Must Love Data Mondays: Week 2 of #uwdatasci Introduction to Data Science – Relational Databases, Relational Algebra

Week 2 of the University of Washington’s Introduction to Data Science deals with Relational Databases, Relational Algebra.  If you’ve taken a database course then you’ll be familiar with the topics discussed in the video lectures and readings.  I work with SQL and databases on a daily basis so this will be the easiest section for me. The video lectures deal with a quick explanation of databases and then focuses on Relational Algebra.

What is Relational Algebra?

Relational Algebra is the math behind the relational database.  The key idea from the lecture video on Relation Algebra Introduction deals with programs that manipulate tabular data exhibit an algebraic a structure allowing reasoning and manipulation independently off physical data representation.

Think of databases as the algebra of tables.

The following group of video lectures talk about different topics in Relational Algebra such as Union, Diff, Select, Product, and Joins.

SQL for Data Science

After the Relational Algebra lectures, there are two brief lectures on SQL for Data Science that are a SQL crash course but Bill does a good job of teaching you how to read a complicated query, which I think is the real difficulty of SQL.  SQL is an easy language to pick up the basics but many people I know are thrown off once you start getting involved with complicated queries involving multiple select statements and joins. Bill describes a step by step process for how to breakdown a complicated query into easily digestible chunks.

Physical Optimization, Declarative Lanuages, and Logical Data Independence

The last three lectures deal with Physical Optimization, Declarative Lanuages, and Logical Data Independence.

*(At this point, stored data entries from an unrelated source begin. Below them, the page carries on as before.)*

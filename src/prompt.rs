//! Interactive conflict prompt for the terminal.

use crate::conflict::{ConflictDecision, DecisionProvider};
use colored::Colorize;
use std::io::{self, BufRead, Write};
use std::path::Path;
use tracing::warn;

/// Asks on a terminal what to do about a name conflict.
///
/// Blocks until a valid answer is read. End of input counts as cancel, the
/// same as closing a dialog.
pub struct TerminalPrompt<R, W> {
    input: R,
    output: W,
}

impl TerminalPrompt<io::StdinLock<'static>, io::Stderr> {
    /// Prompt on stderr, reading answers from stdin.
    pub fn stdio() -> Self {
        Self::new(io::stdin().lock(), io::stderr())
    }
}

impl<R: BufRead, W: Write> TerminalPrompt<R, W> {
    pub fn new(input: R, output: W) -> Self {
        Self { input, output }
    }

    fn ask(&mut self, file_name: &str, destination: &Path) -> io::Result<ConflictDecision> {
        let folder = destination.parent().unwrap_or(destination);
        writeln!(
            self.output,
            "{} \"{}\" already exists in {}",
            "⚠".yellow(),
            file_name.bold(),
            folder.display()
        )?;

        loop {
            write!(self.output, "  [o]verwrite / [r]ename / [c]ancel: ")?;
            self.output.flush()?;

            let mut line = String::new();
            if self.input.read_line(&mut line)? == 0 {
                writeln!(self.output)?;
                return Ok(ConflictDecision::Cancel);
            }

            match parse_answer(&line) {
                Some(decision) => return Ok(decision),
                None => writeln!(self.output, "  Please answer o, r or c.")?,
            }
        }
    }
}

impl<R: BufRead, W: Write> DecisionProvider for TerminalPrompt<R, W> {
    fn decide(&mut self, file_name: &str, destination: &Path) -> ConflictDecision {
        self.ask(file_name, destination).unwrap_or_else(|e| {
            warn!(error = %e, "conflict prompt failed, cancelling");
            ConflictDecision::Cancel
        })
    }
}

/// Parses a typed answer. Accepts the initial or the full word.
pub fn parse_answer(answer: &str) -> Option<ConflictDecision> {
    match answer.trim().to_lowercase().as_str() {
        "o" | "overwrite" => Some(ConflictDecision::Overwrite),
        "r" | "rename" => Some(ConflictDecision::RenameUnique),
        "c" | "cancel" | "s" | "skip" => Some(ConflictDecision::Cancel),
        _ => None,
    }
}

  • Physical Optimization deals with the same logical expression, different physical algorithms.  Impacts processing speed.
  • Declarative Languages only expresses conditions that must be met in order for a result to be an answer, not how to get an answer.
  • Logical Data Independence deals with the concepts of views.  It references Ted Codd’s paper, and states the purpose of Logical Data Independence is to insulate the application from changes to internal data and external data.

Weekly Reading

The two required articles where the following:

How Vertica Was the Star of the Obama Campaign, and Other Revelations

The article talks about how the Obama Data Team, which consisted of 35 software engineers, a 50 person analytics team, and a 100-person digital content team with a budget of around $20mm, used to Vertica to allow this team to target potential voters like never before.  Here are the lessons learned by Mike Conlow, who was the deputy CTO of the Obama 2012 campaign:

  1. Empower product managers.
    Campaigns have too many decisions from the top. They never let product managers own their products.  To do product right in business, you have to empower product managers.
  2. Employ a query policeman.
    Safety precautions against inexperienced SQL programmers so they did not write massive queries that could crash the system.  They wanted people to be able to just search the system and look for answers.
  3. Keep the money machine on at all costs.
    Used two gateways and two different merchants to ensure 100 percent uptime for campaign financial tools.

E. F. Codd, 1981 Turing Award Lecture, “ Relational Database:  A Practical Foundation for Productivity”, 1981 (Think about which arguments from this short piece are still relevant today.)

This article is about the man who created the relational model of data.  Codd’s work inspired a play on famous quote about God and integers.  The original quote states:

“God made the integers;
all else is the work of man.”
– Leopold Kronecker, 19th Century Mathematician

When you discuss database philosophy:

“Codd made relations;
all else is the work of man.”
– Raghu Ramakrishnan, DB text book author

The last article was from a Week One article:

eScience: The Fourth Paradigm (Foreward and Introduction, pages xi – xxxi; Gray’s Laws, pages 5-12)

Gray’s Laws:

  1. Scientific computing is becoming increasingly data intensive.
  2. The solution is in a “scale-out” architecture.
  3. Bring computations to the data, rather than data to the computations.
  4. Start the design with the “20 queries.”
  5. Go from “working to working.”

This week I’ll be completing the Database Assignment: Simple In-Database Text Analytics and working my through the week three video lectures and readings on MapReduce.

The main point of the Gray’s Laws is they represent an excellent set of guiding principles for designing the data-intensive systems of the future.